I recently purchased three new hard drives—one blue and two black. However, I noticed that their labels appear unusually white, and the QR codes are missing. The labels do include serial numbers. I’m concerned that these drives might be refurbished or white-label products. What are some reliable methods to verify their authenticity and determine if they are indeed new or refurbs/recertified drives?
Where did you buy them?
A good test (not absolute) is to check their serial numbers on the WD warranty site.
If the serial numbers do appear and show the warranty status, you’re probably good.

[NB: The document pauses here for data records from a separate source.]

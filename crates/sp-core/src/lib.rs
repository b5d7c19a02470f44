//! simctl-pick core library
//!
//! Picks a simulator UDID for build and test automation:
//! - Exit codes for the CLI
//! - Logging setup
//! - Configuration defaults and validation
//! - Bounded execution of `xcrun simctl list devices available -j`
//! - The device selection rules
//!
//! The binary entry point is in `main.rs`.

pub mod collect;
pub mod config;
pub mod exit_codes;
pub mod logging;
pub mod pick;
pub mod select;

pub use select::{pick_udid, select, MatchRule, Selection};
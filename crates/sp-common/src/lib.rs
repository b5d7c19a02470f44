//! simctl-pick common types and errors.
//!
//! This crate provides the types shared by sp-core:
//! - Device records and the permissive simctl catalog decoder
//! - Selection requests (preferred names, substring fallback)
//! - The unified error type with categories and remediation hints

pub mod device;
pub mod error;

pub use device::{DeviceCatalog, DeviceRecord, SelectionRequest};
pub use error::{Error, ErrorCategory, Result, ToolStatus};
//! Error types for simctl-pick.
//!
//! Every failure of an invocation falls into one of four categories, and
//! each category maps to one stable process exit code (see
//! `sp_core::exit_codes`). Errors carry a remediation hint for humans:
//!
//! ```text
//! error: `xcrun` not found
//! hint: Install the Xcode command line tools with 'xcode-select --install', or pass --xcrun <PATH>.
//! ```

use serde::{Deserialize, Serialize};
use std::io::Write;
use std::time::Duration;
use thiserror::Error;

/// Result type alias for simctl-pick operations.
pub type Result<T> = std::result::Result<T, Error>;

/// Error categories for grouping related errors.
#[derive(Debug, Clone, Copy, PartialEq, Eq, Serialize, Deserialize)]
#[serde(rename_all = "snake_case")]
pub enum ErrorCategory {
    /// The listing tool is missing or cannot be started.
    Environment,
    /// The listing tool did not finish in time.
    Timeout,
    /// The listing tool ran but reported failure.
    ExternalTool,
    /// The listing tool's output is not JSON.
    Decode,
}

impl std::fmt::Display for ErrorCategory {
    fn fmt(&self, f: &mut std::fmt::Formatter<'_>) -> std::fmt::Result {
        match self {
            ErrorCategory::Environment => write!(f, "environment"),
            ErrorCategory::Timeout => write!(f, "timeout"),
            ErrorCategory::ExternalTool => write!(f, "external_tool"),
            ErrorCategory::Decode => write!(f, "decode"),
        }
    }
}

/// Unified error type for simctl-pick.
#[derive(Error, Debug)]
pub enum Error {
    #[error("`{tool}` not found")]
    ToolNotFound { tool: String },

    #[error("failed to start `{tool}`: {reason}")]
    SpawnFailed { tool: String, reason: String },

    #[error("`{command}` timed out after {:.1}s", .timeout.as_secs_f64())]
    Timeout { command: String, timeout: Duration },

    #[error("`{command}` failed ({status})")]
    ToolFailed {
        command: String,
        status: ToolStatus,
        stderr: Vec<u8>,
    },

    #[error("I/O error while running `{command}`: {source}")]
    Io {
        command: String,
        #[source]
        source: std::io::Error,
    },

    #[error("failed to parse `{command}` output as JSON: {source}")]
    Decode {
        command: String,
        #[source]
        source: serde_json::Error,
    },

    #[error("`{command}` output exceeded {limit} bytes")]
    OutputTooLarge { command: String, limit: usize },
}

/// How a finished external tool ended.
#[derive(Debug, Clone, Copy, PartialEq, Eq, Serialize, Deserialize)]
#[serde(rename_all = "snake_case")]
pub enum ToolStatus {
    Exited(i32),
    Signaled(i32),
    Unknown,
}

impl ToolStatus {
    pub fn from_parts(exit_code: Option<i32>, signal: Option<i32>) -> Self {
        match (exit_code, signal) {
            (Some(code), _) => ToolStatus::Exited(code),
            (None, Some(sig)) => ToolStatus::Signaled(sig),
            (None, None) => ToolStatus::Unknown,
        }
    }
}

impl std::fmt::Display for ToolStatus {
    fn fmt(&self, f: &mut std::fmt::Formatter<'_>) -> std::fmt::Result {
        match self {
            ToolStatus::Exited(code) => write!(f, "exit status {}", code),
            ToolStatus::Signaled(sig) => write!(f, "killed by signal {}", sig),
            ToolStatus::Unknown => write!(f, "unknown exit status"),
        }
    }
}

impl Error {
    /// Returns the error category; the exit code is derived from it.
    pub fn category(&self) -> ErrorCategory {
        match self {
            Error::ToolNotFound { .. } | Error::SpawnFailed { .. } => ErrorCategory::Environment,
            Error::Timeout { .. } => ErrorCategory::Timeout,
            Error::ToolFailed { .. } | Error::Io { .. } => ErrorCategory::ExternalTool,
            Error::Decode { .. } | Error::OutputTooLarge { .. } => ErrorCategory::Decode,
        }
    }

    /// Returns a human-readable remediation hint.
    pub fn remediation(&self) -> &'static str {
        match self {
            Error::ToolNotFound { .. } => {
                "Install the Xcode command line tools with 'xcode-select --install', or pass --xcrun <PATH>."
            }
            Error::SpawnFailed { .. } => {
                "Check that the listing tool is executable by the current user, or pass --xcrun <PATH>."
            }
            Error::Timeout { .. } => {
                "CoreSimulator may be wedged. Reset it with 'xcrun simctl shutdown all' (or 'killall -9 com.apple.CoreSimulator.CoreSimulatorService'), or raise --timeout-seconds."
            }
            Error::ToolFailed { .. } | Error::Io { .. } => {
                "Run 'xcrun simctl list devices available -j' manually to inspect the failure."
            }
            Error::Decode { .. } | Error::OutputTooLarge { .. } => {
                "The listing tool printed something other than a JSON device list. Check the selected Xcode with 'xcode-select -p'."
            }
        }
    }

    /// Raw error-stream bytes captured from the listing tool, if any.
    pub fn tool_stderr(&self) -> Option<&[u8]> {
        match self {
            Error::ToolFailed { stderr, .. } if !stderr.is_empty() => Some(stderr),
            _ => None,
        }
    }

    /// Write the diagnostic block shown before exiting.
    ///
    /// Captured tool stderr is forwarded byte for byte, followed by a
    /// newline if it does not already end with one.
    pub fn write_diagnostic<W: Write>(&self, out: &mut W) -> std::io::Result<()> {
        writeln!(out, "error: {}", self)?;
        writeln!(out, "hint: {}", self.remediation())?;
        if let Some(stderr) = self.tool_stderr() {
            out.write_all(stderr)?;
            if !stderr.ends_with(b"\n") {
                out.write_all(b"\n")?;
            }
        }
        out.flush()
    }
}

If not, they could still be new drives but were made to be OEM included drives in a PC or other device made by another manufacturer.
Or they could be refurbs or even knock offs.

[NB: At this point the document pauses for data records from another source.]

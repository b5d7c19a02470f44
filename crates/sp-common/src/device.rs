//! Simulator device records and the simctl device catalog.
//!
//! `xcrun simctl list devices available -j` prints an object of the form
//!
//! ```json
//! {
//!   "devices": {
//!     "com.apple.CoreSimulator.SimRuntime.iOS-17-2": [
//!       { "name": "iPhone 15", "udid": "6C1B...", "state": "Shutdown" }
//!     ]
//!   }
//! }
//! ```
//!
//! Decoding is permissive. Missing keys, nulls, non-object entries and
//! non-string fields all become empty defaults at the point of lookup; only
//! bytes that are not JSON at all are rejected.

use serde::{Deserialize, Serialize};
use serde_json::{Map, Value};

/// A single simulator as listed by simctl.
#[derive(Debug, Clone, Default, PartialEq, Eq, Serialize, Deserialize)]
pub struct DeviceRecord {
    /// Display name, e.g. "iPhone 15 Pro".
    #[serde(default, skip_serializing_if = "Option::is_none")]
    pub name: Option<String>,

    /// Device identifier.
    #[serde(default, skip_serializing_if = "Option::is_none")]
    pub udid: Option<String>,
}

impl DeviceRecord {
    pub fn new(name: impl Into<String>, udid: impl Into<String>) -> Self {
        Self {
            name: Some(name.into()),
            udid: Some(udid.into()),
        }
    }

    /// A named device whose identifier is missing from the listing.
    pub fn without_udid(name: impl Into<String>) -> Self {
        Self {
            name: Some(name.into()),
            udid: None,
        }
    }

    /// Build a record from one entry of a runtime's device array.
    ///
    /// Anything that is not an object yields a record with neither field.
    pub fn from_json(value: &Value) -> Self {
        Self {
            name: string_field(value, "name"),
            udid: string_field(value, "udid"),
        }
    }

    /// Name, with an absent name read as empty.
    pub fn name_or_empty(&self) -> &str {
        self.name.as_deref().unwrap_or("")
    }

    /// Identifier, with an absent identifier read as empty.
    pub fn udid_or_empty(&self) -> &str {
        self.udid.as_deref().unwrap_or("")
    }
}

fn string_field(value: &Value, key: &str) -> Option<String> {
    value.get(key).and_then(Value::as_str).map(str::to_owned)
}

/// Runtime identifier -> devices, as decoded from simctl output.
///
/// Entries are kept undecoded until a runtime is looked up, so malformed
/// buckets for other runtimes never matter.
#[derive(Debug, Clone, Default, PartialEq)]
pub struct DeviceCatalog {
    runtimes: Map<String, Value>,
}

impl DeviceCatalog {
    /// Decode raw tool output.
    pub fn from_slice(bytes: &[u8]) -> Result<Self, serde_json::Error> {
        let value: Value = serde_json::from_slice(bytes)?;
        Ok(Self::from_value(value))
    }

    /// Build a catalog from an already-parsed document.
    ///
    /// A document without an object-valued `devices` key is an empty catalog.
    pub fn from_value(value: Value) -> Self {
        let runtimes = match value {
            Value::Object(mut top) => match top.remove("devices") {
                Some(Value::Object(runtimes)) => runtimes,
                _ => Map::new(),
            },
            _ => Map::new(),
        };
        Self { runtimes }
    }

    /// Devices for one runtime, in listing order.
    ///
    /// A missing runtime, a null bucket, or a bucket that is not an array
    /// all read as no devices.
    pub fn devices(&self, runtime: &str) -> Vec<DeviceRecord> {
        self.runtimes
            .get(runtime)
            .and_then(Value::as_array)
            .map(|entries| entries.iter().map(DeviceRecord::from_json).collect())
            .unwrap_or_default()
    }

    pub fn len(&self) -> usize {
        self.runtimes.len()
    }

    pub fn is_empty(&self) -> bool {
        self.runtimes.is_empty()
    }
}

/// Ordered name preferences plus an optional substring fallback.
#[derive(Debug, Clone, Default, PartialEq, Eq, Serialize, Deserialize)]
pub struct SelectionRequest {
    /// Exact names, highest priority first.
    #[serde(default)]
    pub preferred_names: Vec<String>,

    /// Substring fallback. `Some("")` is a supplied filter that matches
    /// every device.
    #[serde(default, skip_serializing_if = "Option::is_none")]
    pub contains: Option<String>,
}

impl SelectionRequest {
    pub fn new() -> Self {
        Self::default()
    }

    /// Append one preferred name at the lowest priority.
    pub fn prefer(mut self, name: impl Into<String>) -> Self {
        self.preferred_names.push(name.into());
        self
    }

    pub fn with_preferred<I, S>(mut self, names: I) -> Self
    where
        I: IntoIterator<Item = S>,
        S: Into<String>,
    {
        self.preferred_names.extend(names.into_iter().map(Into::into));
        self
    }

    pub fn with_contains(mut self, contains: Option<String>) -> Self {
        self.contains = contains;
        self
    }
}
//! Error types for chatform.

use thiserror::Error;

/// Result type alias for chatform operations.
pub type Result<T> = std::result::Result<T, Error>;

/// Error types that can occur while building, rendering, decoding or
/// driving a form.
///
/// Everything except [`Error::Transport`] is handled at the boundary of a
/// single inbound event: the dispatcher converts it into a short transient
/// acknowledgment (see [`Error::user_message`]) and never lets it escape to
/// the transport as an unhandled failure.
#[derive(Debug, Clone, PartialEq, Eq, Error)]
pub enum Error {
    /// Whole-form validation failed: one or more required fields have no
    /// value at submit time. Field names are in schema order.
    #[error("missing required fields: {}", .missing.join(", "))]
    Validation {
        /// Names of the required fields that are still absent.
        missing: Vec<String>,
    },

    /// A rendered message does not match the expected line/separator
    /// grammar, the text and markup views disagree, or a label has no
    /// matching field. Fatal to that decode attempt.
    #[error("cannot decode message: {0}")]
    Decode(String),

    /// A raw input value failed a field's type cast or validation. The
    /// field keeps its previous value; the rest of the form is untouched.
    #[error("cannot cast '{input}' to {kind} value")]
    FieldCast {
        /// The offending raw input.
        input: String,
        /// The field kind name the cast targeted.
        kind: &'static str,
    },

    /// A callback carried an action code outside the fixed action set.
    #[error("unknown form action '{0}'")]
    UnknownAction(String),

    /// A callback identifier does not follow the
    /// `namespace/form/action/args...` grammar.
    #[error("malformed callback data: {0}")]
    MalformedCallback(String),

    /// A callback referenced a form type that is not registered.
    #[error("unknown form type '{0}'")]
    UnknownForm(String),

    /// A callback referenced a field name absent from the schema.
    #[error("unknown field '{0}'")]
    UnknownField(String),

    /// A callback referenced a custom button id absent from the schema.
    #[error("unknown custom button '{0}'")]
    UnknownButton(String),

    /// An edit was requested for a read-only field.
    #[error("field '{0}' is read-only")]
    ReadOnlyField(String),

    /// A schema or field declaration is invalid (duplicate label or name,
    /// separator inside a label, bad initial value, missing submit
    /// callback, ...). Raised at build time, never during dispatch.
    #[error("invalid definition: {0}")]
    InvalidDefinition(String),

    /// The transport collaborator failed. Propagated to the caller; the
    /// dispatcher does not translate transport failures into
    /// acknowledgments.
    #[error("transport error: {0}")]
    Transport(String),
}

impl Error {
    /// Short text suitable for a transient user-facing acknowledgment
    /// (e.g. a callback-query answer or a one-off chat message).
    pub fn user_message(&self) -> String {
        match self {
            Error::Validation { missing } => {
                format!("Fill all required fields first: {}", missing.join(", "))
            }
            Error::Decode(_) => "Cannot process this form message".into(),
            Error::FieldCast { kind, .. } => {
                format!("Invalid value, cannot cast to {}", kind)
            }
            Error::UnknownAction(_) => "Unknown form action!".into(),
            Error::UnknownField(_) => "Trying to edit unknown field!".into(),
            Error::UnknownButton(_) => "Unknown button!".into(),
            Error::ReadOnlyField(_) => "This field is read-only".into(),
            _ => "Cannot process this request".into(),
        }
    }
}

You can also contact WD Support and ask them.
If you want genuine parts, you need to buy from an authorized dealer or some other trusted source.
Show us photos of the labels, PCB and any stickers on the body of the HDD, including the edges.

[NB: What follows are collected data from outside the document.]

//! Transport collaborator interface.
//!
//! The chat transport (message delivery, keyboard rendering, free-text
//! capture) is external to this crate. This module defines the capability
//! trait the dispatcher consumes and the plain data types that cross it.
//! Nothing here talks to a network; bindings for a concrete bot API
//! implement [`Transport`].

use crate::error::Result;

/// Identifies a conversation.
pub type ChatId = i64;

/// Identifies a message within a conversation.
pub type MessageId = i64;

/// One inline button attached to a message.
#[derive(Debug, Clone, PartialEq, Eq)]
pub struct InlineButton {
    /// Visible button label.
    pub label: String,
    /// Callback identifier delivered back when the button is pressed.
    pub callback_data: String,
}

impl InlineButton {
    /// Create a new inline button.
    pub fn new(label: impl Into<String>, callback_data: impl Into<String>) -> Self {
        Self {
            label: label.into(),
            callback_data: callback_data.into(),
        }
    }
}

/// An inline keyboard: rows of buttons attached to a message.
#[derive(Debug, Clone, Default, PartialEq, Eq)]
pub struct Keyboard {
    /// Button rows, top to bottom.
    pub rows: Vec<Vec<InlineButton>>,
}

impl Keyboard {
    /// Create an empty keyboard.
    pub fn new() -> Self {
        Self::default()
    }

    /// Append a button on its own row.
    pub fn add(&mut self, button: InlineButton) {
        self.rows.push(vec![button]);
    }

    /// Append a row of buttons.
    pub fn row(&mut self, buttons: Vec<InlineButton>) {
        if !buttons.is_empty() {
            self.rows.push(buttons);
        }
    }

    /// Whether the keyboard has no buttons.
    pub fn is_empty(&self) -> bool {
        self.rows.is_empty()
    }
}

/// The dual-view body of a message.
///
/// Rich-text transports render the same content twice: a plain-text view
/// and a markup view exposing embedded hyperlink targets. The codec emits
/// both and the decoder consumes both; for messages without hidden
/// metadata the two views are identical.
#[derive(Debug, Clone, PartialEq, Eq)]
pub struct WireMessage {
    /// Plain-text view.
    pub text: String,
    /// Markup view; hyperlink targets appear as `<a href="...">` anchors.
    pub markup: String,
}

impl WireMessage {
    /// A body whose markup view equals its plain-text view.
    pub fn plain(text: impl Into<String>) -> Self {
        let text = text.into();
        Self {
            markup: text.clone(),
            text,
        }
    }
}

/// A delivered chat message, as the dispatcher sees it.
///
/// `text` and `markup` hold the two views of the body as the transport
/// reports them back; transports commonly trim trailing whitespace, which
/// the decoder compensates for on the final line.
#[derive(Debug, Clone, PartialEq, Eq)]
pub struct Message {
    /// Conversation the message belongs to.
    pub chat: ChatId,
    /// Message id within the conversation.
    pub id: MessageId,
    /// Plain-text view of the body.
    pub text: String,
    /// Markup view of the body.
    pub markup: String,
}

/// An inbound button-press event.
#[derive(Debug, Clone, PartialEq, Eq)]
pub struct CallbackQuery {
    /// Transport-assigned query id, used to answer the query.
    pub id: String,
    /// The message the pressed button was attached to.
    pub message: Message,
    /// The button's callback identifier.
    pub data: String,
}

/// A pending free-text edit, registered with the transport as a one-shot
/// continuation for the next message in a conversation.
///
/// Plain data, no closures: the dispatcher rebuilds everything it needs
/// from `origin` when the reply arrives.
#[derive(Debug, Clone, PartialEq, Eq)]
pub struct PendingEdit {
    /// Form type name the edit belongs to.
    pub form: String,
    /// Name of the field being edited.
    pub field: String,
    /// The rendered form message the edit applies to.
    pub origin: Message,
    /// The "send a new value" prompt message, removed once the edit lands.
    pub prompt: MessageId,
}

/// Capabilities the chat transport must provide.
///
/// The reply registration table is keyed by conversation id only; when two
/// forms in one conversation both await free-text input, the most recent
/// registration wins and the other prompt goes stale. That matches the
/// protocol's documented hazard and is not resolved here.
pub trait Transport {
    /// Send a new message, optionally with an inline keyboard. Returns the
    /// delivered message.
    fn send_message(
        &mut self,
        chat: ChatId,
        body: &WireMessage,
        keyboard: Option<&Keyboard>,
    ) -> Result<Message>;

    /// Replace an existing message's body and keyboard. `None` removes the
    /// keyboard.
    fn edit_message(
        &mut self,
        chat: ChatId,
        id: MessageId,
        body: &WireMessage,
        keyboard: Option<&Keyboard>,
    ) -> Result<()>;

    /// Replace only an existing message's keyboard. `None` removes it.
    fn edit_keyboard(&mut self, chat: ChatId, id: MessageId, keyboard: Option<&Keyboard>)
        -> Result<()>;

    /// Delete a message.
    fn delete_message(&mut self, chat: ChatId, id: MessageId) -> Result<()>;

    /// Answer a callback query with a short transient notification.
    fn answer_callback(&mut self, query_id: &str, text: &str) -> Result<()>;

    /// Register a one-shot continuation for the next free-text message in
    /// `chat`, replacing any previous registration for that conversation.
    fn register_reply(&mut self, chat: ChatId, pending: PendingEdit);

    /// Take (and clear) the continuation registered for `chat`, if any.
    fn take_reply(&mut self, chat: ChatId) -> Option<PendingEdit>;

    /// Drop the continuation registered for `chat`, if any.
    fn clear_reply(&mut self, chat: ChatId);
}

White label drives may have been shucked from external enclosures.
To check if your hard drives are new or refurbished, start by entering the serial numbers on the manufacturer’s website to check the warranty status—refurbished drives often show shorter warranties or are labeled as “recertified.”
Use a tool like CrystalDiskInfo to check the drive’s power-on hours; new drives should have close to zero.
Inspect the labels—missing QR codes or plain white designs can indicate OEM or refurbished units.
Also, consider where you bought the drives, as some third-party sellers may list used or recertified drives as new. Finally, run a full scan with tools like HD Tune or Victoria to check for any bad sectors or signs of wear.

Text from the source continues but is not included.